— Required work —
Each line from the material with the word "return" in it must be copied.
┄┄┄┄┄┄
//! Simple Chunk Encoder
//!
//! Accumulates records and emits a simple chunk: a varint size per
//! record followed by the concatenated record bytes, compressed as one
//! block when a codec is configured.

use bytes::{BufMut, Bytes, BytesMut};

use baler_core::chunk::{Chunk, ChunkType, MAX_DECODED_DATA_SIZE, MAX_NUM_RECORDS};
use baler_core::{varint, Chain, Error, Result};

use crate::compression::{compress, CompressionKind};
use crate::config::EncoderOptions;

/// Builds a simple chunk from a batch of records.
pub struct SimpleEncoder {
    compression: CompressionKind,
    records: Vec<Bytes>,
    decoded_size: u64,
}

impl SimpleEncoder {
    pub fn new(options: EncoderOptions) -> Self {
        Self {
            compression: options.compression,
            records: Vec::new(),
            decoded_size: 0,
        }
    }

    /// Append one record.
    pub fn add_record(&mut self, record: impl Into<Bytes>) -> Result<()> {
        let record = record.into();
        self.decoded_size = self
            .decoded_size
            .checked_add(record.len() as u64)
            .ok_or(Error::Overflow("decoded data size"))?;
        if self.decoded_size > MAX_DECODED_DATA_SIZE {
            return Err(Error::ChunkTooLarge(self.decoded_size));
        }
        if self.records.len() as u64 + 1 > MAX_NUM_RECORDS {
            return Err(Error::TooManyRecords(self.records.len() as u64 + 1));
        }
        self.records.push(record);
        Ok(())
    }

    pub fn num_records(&self) -> u64 {
        self.records.len() as u64
    }

    /// Finish, producing the chunk.
    pub fn encode(self) -> Result<Chunk> {
        let mut inner = BytesMut::with_capacity(
            self.decoded_size as usize + self.records.len() * 2 + 16,
        );
        for record in &self.records {
            varint::encode_varint_u64(&mut inner, record.len() as u64);
        }
        for record in &self.records {
            inner.put_slice(record);
        }

        let mut payload = BytesMut::new();
        payload.put_u8(self.compression.byte());
        if self.compression == CompressionKind::None {
            payload.put_slice(&inner);
        } else {
            varint::encode_varint_u64(&mut payload, inner.len() as u64);
            payload.put_slice(&compress(self.compression, &inner)?);
        }

        Ok(Chunk::new(
            ChunkType::Simple,
            self.records.len() as u64,
            self.decoded_size,
            Chain::from(payload.freeze()),
        ))
    }
}

#[cfg(test)]
mod tests {
    use super::*;

    #[test]
    fn test_empty_chunk_payload() {
        let encoder = SimpleEncoder::new(EncoderOptions {
            compression: CompressionKind::None,
            ..Default::default()
        });
        let chunk = encoder.encode().unwrap();
        assert_eq!(chunk.header.chunk_type, ChunkType::Simple);
        assert_eq!(chunk.header.num_records, 0);
        assert_eq!(chunk.header.decoded_data_size, 0);
        // Just the compression header byte
        assert_eq!(chunk.data.to_vec(), vec![0x00]);
    }

    #[test]
    fn test_three_record_layout() {
        let mut encoder = SimpleEncoder::new(EncoderOptions {
            compression: CompressionKind::None,
            ..Default::default()
        });
        encoder.add_record(Bytes::from("")).unwrap();
        encoder.add_record(Bytes::from("a")).unwrap();
        encoder.add_record(Bytes::from("bc")).unwrap();
        let chunk = encoder.encode().unwrap();

        assert_eq!(chunk.header.num_records, 3);
        assert_eq!(chunk.header.decoded_data_size, 3);
        // kind, sizes 0,1,2, then "abc"
        assert_eq!(
            chunk.data.to_vec(),
            vec![0x00, 0x00, 0x01, 0x02, b'a', b'b', b'c']
        );
    }

    #[test]
    fn test_compressed_payload_has_size_prefix() {
        let mut encoder = SimpleEncoder::new(EncoderOptions {
            compression: CompressionKind::Zstd,
            ..Default::default()
        });
        encoder.add_record(Bytes::from(vec![b'x'; 100])).unwrap();
        let chunk = encoder.encode().unwrap();

        let payload = chunk.data.to_vec();
        assert_eq!(payload[0], b'z');
        // Inner stream: 1 size varint (100 → 2 bytes) + 100 value bytes
        let mut cursor = &payload[1..];
        let inner_size = varint::decode_varint_u64(&mut cursor).unwrap();
        assert_eq!(inner_size, 102);
    }
}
┄┄┄┄┄┄
— Finished task —
            return Err(Error::ChunkTooLarge(self.decoded_size));
            return Err(Error::TooManyRecords(self.records.len() as u64 + 1));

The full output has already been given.